◆ Exercise ◆
Please show every line in the entries below that includes the word "exchange".
* * * *
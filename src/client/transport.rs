//! # RPC Transport
//!
//! Issues exactly one deadline-bounded unary call per invocation.
//!
//! Every call opens its own TCP connection to the discovery service, writes a
//! single request frame, reads a single reply frame and closes the connection.
//! Connections are never pooled: the [`Connection`] is owned by the call and is
//! released on every exit path, including when the deadline fires and the
//! in-flight future is dropped.
//!
//! The deadline bounds the whole exchange, connect included.
//!
//! Traffic is plaintext.

use log::{debug, info, warn};
use std::time::Duration;
use tokio::net::TcpStream;

use crate::common::connection::Connection;
use crate::common::error::{DiscoveryError, Result};
use crate::common::messages::{
    CloudletResponse, DiscoveryRequest, FindStatus, GpsLocationStatus, Message,
};

/// One-shot RPC client for the discovery service at `host:port`.
#[derive(Debug, Clone)]
pub struct RpcTransport {
    host: String,
    port: u16,
}

impl RpcTransport {
    pub fn new(host: impl Into<String>, port: u16) -> Self {
        Self {
            host: host.into(),
            port,
        }
    }

    pub fn address(&self) -> String {
        format!("{}:{}", self.host, self.port)
    }

    /// Ask for the nearest cloudlet able to serve `request.app_id`.
    ///
    /// # Errors
    /// - `InvalidRequest` if the request has no version or application id (nothing is sent)
    /// - `Transport` on connect or I/O failure
    /// - `DeadlineExceeded` if no reply arrives within `deadline`
    /// - `NoCloudlet` if the service found nothing
    /// - `MalformedReply` / `Rejected` for unusable replies
    pub async fn find_cloudlet(
        &self,
        request: &DiscoveryRequest,
        deadline: Duration,
    ) -> Result<CloudletResponse> {
        validate(request)?;
        let reply = self
            .call(
                Message::FindCloudlet {
                    request: request.clone(),
                },
                deadline,
            )
            .await?;
        cloudlet_from_reply(reply)
    }

    /// Ask the service whether the request's GPS location matches the carrier's view.
    ///
    /// `Ok(false)` means the service explicitly said no. Every failure to get a
    /// clear answer is an `Err`.
    pub async fn verify_location(
        &self,
        request: &DiscoveryRequest,
        deadline: Duration,
    ) -> Result<bool> {
        validate(request)?;
        let reply = self
            .call(
                Message::VerifyLocation {
                    request: request.clone(),
                },
                deadline,
            )
            .await?;
        verification_from_reply(reply)
    }

    async fn call(&self, message: Message, deadline: Duration) -> Result<Message> {
        let address = self.address();
        info!("📤 {} → {} (deadline {:?})", message.name(), address, deadline);

        match tokio::time::timeout(deadline, exchange(&address, &message)).await {
            Ok(Ok(reply)) => {
                info!("📨 {} ← {}", reply.name(), address);
                Ok(reply)
            }
            Ok(Err(e)) => {
                warn!("{} to {} failed: {}", message.name(), address, e);
                Err(e)
            }
            Err(_) => {
                warn!(
                    "⏱️  {} to {} timed out after {:?}",
                    message.name(),
                    address,
                    deadline
                );
                Err(DiscoveryError::DeadlineExceeded(deadline))
            }
        }
    }
}

/// Connect, send one frame, read one frame, close.
async fn exchange(address: &str, message: &Message) -> Result<Message> {
    let stream = TcpStream::connect(address)
        .await
        .map_err(|e| DiscoveryError::Transport(format!("connect to {} failed: {}", address, e)))?;
    let mut conn = Connection::new(stream);

    let outcome = round_trip(&mut conn, message).await;
    conn.close().await;
    debug!("Closed connection to {}", address);

    outcome?.ok_or_else(|| {
        DiscoveryError::Transport(format!("{} closed the connection before replying", address))
    })
}

async fn round_trip(conn: &mut Connection, message: &Message) -> Result<Option<Message>> {
    conn.write_message(message).await?;
    conn.read_message().await
}

fn validate(request: &DiscoveryRequest) -> Result<()> {
    if request.ver == 0 {
        return Err(DiscoveryError::InvalidRequest(
            "protocol version is not set".to_string(),
        ));
    }
    if request.app_id.is_empty() {
        return Err(DiscoveryError::InvalidRequest(
            "application identifier is not set".to_string(),
        ));
    }
    Ok(())
}

pub(crate) fn cloudlet_from_reply(reply: Message) -> Result<CloudletResponse> {
    match reply {
        Message::CloudletReply {
            status: FindStatus::Found,
            server,
            service,
            ..
        } => {
            if server.is_empty() {
                return Err(DiscoveryError::MalformedReply(
                    "cloudlet found but no server named".to_string(),
                ));
            }
            Ok(CloudletResponse { server, service })
        }
        Message::CloudletReply {
            status: FindStatus::NotFound,
            ..
        } => Err(DiscoveryError::NoCloudlet),
        Message::CloudletReply {
            status: FindStatus::Unknown,
            ..
        } => Err(DiscoveryError::MalformedReply(
            "cloudlet reply has unknown status".to_string(),
        )),
        Message::Error { message } => Err(DiscoveryError::Rejected(message)),
        other => Err(DiscoveryError::MalformedReply(format!(
            "expected CloudletReply, got {}",
            other.name()
        ))),
    }
}

pub(crate) fn verification_from_reply(reply: Message) -> Result<bool> {
    match reply {
        Message::VerifyReply {
            gps_location_status,
            ..
        } => match gps_location_status {
            GpsLocationStatus::Verified | GpsLocationStatus::RoamingCountryMatch => Ok(true),
            GpsLocationStatus::MismatchSameCountry
            | GpsLocationStatus::MismatchOtherCountry
            | GpsLocationStatus::RoamingCountryMismatch => Ok(false),
            GpsLocationStatus::Unknown => Err(DiscoveryError::MalformedReply(
                "verification status unknown".to_string(),
            )),
            GpsLocationStatus::ErrorUnauthorized | GpsLocationStatus::ErrorOther => Err(
                DiscoveryError::Rejected(format!("verification failed: {:?}", gps_location_status)),
            ),
        },
        Message::Error { message } => Err(DiscoveryError::Rejected(message)),
        other => Err(DiscoveryError::MalformedReply(format!(
            "expected VerifyReply, got {}",
            other.name()
        ))),
    }
}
* * * *
◆ Output of the exercise ◆
//! The deadline bounds the whole exchange, connect included.
        match tokio::time::timeout(deadline, exchange(&address, &message)).await {
async fn exchange(address: &str, message: &Message) -> Result<Message> {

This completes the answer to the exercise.